The data:
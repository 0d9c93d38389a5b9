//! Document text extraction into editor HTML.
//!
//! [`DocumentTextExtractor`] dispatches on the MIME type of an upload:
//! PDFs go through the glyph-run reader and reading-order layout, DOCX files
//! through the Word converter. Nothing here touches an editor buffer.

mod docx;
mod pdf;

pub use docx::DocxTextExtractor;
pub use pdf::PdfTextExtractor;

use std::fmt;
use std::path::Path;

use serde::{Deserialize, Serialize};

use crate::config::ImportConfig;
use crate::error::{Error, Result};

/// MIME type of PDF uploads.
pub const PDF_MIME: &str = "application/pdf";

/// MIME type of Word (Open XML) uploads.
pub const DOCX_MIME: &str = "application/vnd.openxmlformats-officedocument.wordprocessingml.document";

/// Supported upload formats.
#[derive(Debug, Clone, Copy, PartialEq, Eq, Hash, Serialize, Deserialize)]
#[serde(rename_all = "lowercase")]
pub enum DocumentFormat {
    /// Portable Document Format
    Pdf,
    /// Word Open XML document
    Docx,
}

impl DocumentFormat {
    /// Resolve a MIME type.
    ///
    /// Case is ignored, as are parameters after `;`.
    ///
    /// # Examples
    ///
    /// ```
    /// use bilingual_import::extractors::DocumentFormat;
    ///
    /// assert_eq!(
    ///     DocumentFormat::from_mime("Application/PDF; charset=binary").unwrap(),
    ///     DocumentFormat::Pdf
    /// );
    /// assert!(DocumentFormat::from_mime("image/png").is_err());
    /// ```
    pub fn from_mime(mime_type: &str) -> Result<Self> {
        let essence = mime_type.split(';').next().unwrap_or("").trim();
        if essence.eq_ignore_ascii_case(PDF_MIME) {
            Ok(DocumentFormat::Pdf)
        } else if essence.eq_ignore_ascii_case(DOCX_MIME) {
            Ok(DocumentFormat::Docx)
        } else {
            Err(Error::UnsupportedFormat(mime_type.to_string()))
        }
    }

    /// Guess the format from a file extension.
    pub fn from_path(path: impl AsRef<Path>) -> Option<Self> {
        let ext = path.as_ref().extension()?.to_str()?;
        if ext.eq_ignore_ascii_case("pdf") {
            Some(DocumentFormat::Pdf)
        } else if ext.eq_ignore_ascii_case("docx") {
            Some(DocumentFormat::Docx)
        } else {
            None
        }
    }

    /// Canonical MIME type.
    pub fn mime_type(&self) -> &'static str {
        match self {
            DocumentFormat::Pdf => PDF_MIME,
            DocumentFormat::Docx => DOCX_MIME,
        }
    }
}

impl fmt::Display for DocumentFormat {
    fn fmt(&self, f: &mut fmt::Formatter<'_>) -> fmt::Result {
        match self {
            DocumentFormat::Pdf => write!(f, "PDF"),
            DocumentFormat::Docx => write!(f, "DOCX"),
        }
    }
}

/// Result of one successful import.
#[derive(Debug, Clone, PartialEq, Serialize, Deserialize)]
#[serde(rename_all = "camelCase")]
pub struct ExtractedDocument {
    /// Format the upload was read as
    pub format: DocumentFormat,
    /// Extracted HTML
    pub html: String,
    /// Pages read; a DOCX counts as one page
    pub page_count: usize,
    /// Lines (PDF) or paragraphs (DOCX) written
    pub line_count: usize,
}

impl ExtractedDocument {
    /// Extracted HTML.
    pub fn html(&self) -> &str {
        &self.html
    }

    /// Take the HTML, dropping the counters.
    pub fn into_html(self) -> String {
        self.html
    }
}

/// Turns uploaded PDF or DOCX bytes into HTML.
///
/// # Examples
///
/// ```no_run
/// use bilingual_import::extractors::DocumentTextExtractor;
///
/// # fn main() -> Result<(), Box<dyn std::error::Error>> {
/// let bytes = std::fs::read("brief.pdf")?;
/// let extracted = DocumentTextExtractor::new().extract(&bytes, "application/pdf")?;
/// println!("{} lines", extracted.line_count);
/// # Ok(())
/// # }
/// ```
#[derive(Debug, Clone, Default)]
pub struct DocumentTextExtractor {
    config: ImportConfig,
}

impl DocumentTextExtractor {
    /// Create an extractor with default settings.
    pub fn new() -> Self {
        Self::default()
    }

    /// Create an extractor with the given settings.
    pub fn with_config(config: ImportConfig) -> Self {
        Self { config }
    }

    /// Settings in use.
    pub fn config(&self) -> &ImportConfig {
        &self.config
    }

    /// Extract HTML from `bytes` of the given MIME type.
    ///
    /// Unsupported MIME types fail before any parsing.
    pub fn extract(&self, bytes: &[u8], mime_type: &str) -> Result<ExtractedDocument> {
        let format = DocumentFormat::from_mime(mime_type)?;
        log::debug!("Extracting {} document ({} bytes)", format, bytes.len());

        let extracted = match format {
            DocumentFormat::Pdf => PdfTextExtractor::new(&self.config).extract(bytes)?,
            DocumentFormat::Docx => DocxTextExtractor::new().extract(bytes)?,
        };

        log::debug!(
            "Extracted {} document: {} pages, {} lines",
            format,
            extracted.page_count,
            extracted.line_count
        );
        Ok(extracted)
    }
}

Your objective:
Could you filter the material above and copy each line that holds the word "Error"?

Task response:
use crate::error::{Error, Result};
            Err(Error::UnsupportedFormat(mime_type.to_string()))
/// # fn main() -> Result<(), Box<dyn std::error::Error>> {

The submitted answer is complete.